Work order: Set out exactly, and with nothing added, the line containing "of Kubernetes resources" and every line after it through the final line of the data.

Records for this task:
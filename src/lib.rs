//! kubegraph library
//!
//! Builds a directed dependency graph from a snapshot of Kubernetes resources
//! and renders it as DOT, Mermaid or JSON. The binary is a thin layer over
//! this library; tests use it directly.

pub mod cli;
pub mod config;
pub mod graph;
pub mod models;
pub mod render;
pub mod source;

// Re-export commonly used types for convenience
pub use graph::{DependencyGraph, Edge, Reason, build_dependency_graph};
pub use models::{Resource, ResourceKind};
pub use render::{OutputFormat, Palette, render_dot, render_json, render_mermaid};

Response to the exercise:
//! Builds a directed dependency graph from a snapshot of Kubernetes resources
//! and renders it as DOT, Mermaid or JSON. The binary is a thin layer over
//! this library; tests use it directly.

pub mod cli;
pub mod config;
pub mod graph;
pub mod models;
pub mod render;
pub mod source;

// Re-export commonly used types for convenience
pub use graph::{DependencyGraph, Edge, Reason, build_dependency_graph};
pub use models::{Resource, ResourceKind};
pub use render::{OutputFormat, Palette, render_dot, render_json, render_mermaid};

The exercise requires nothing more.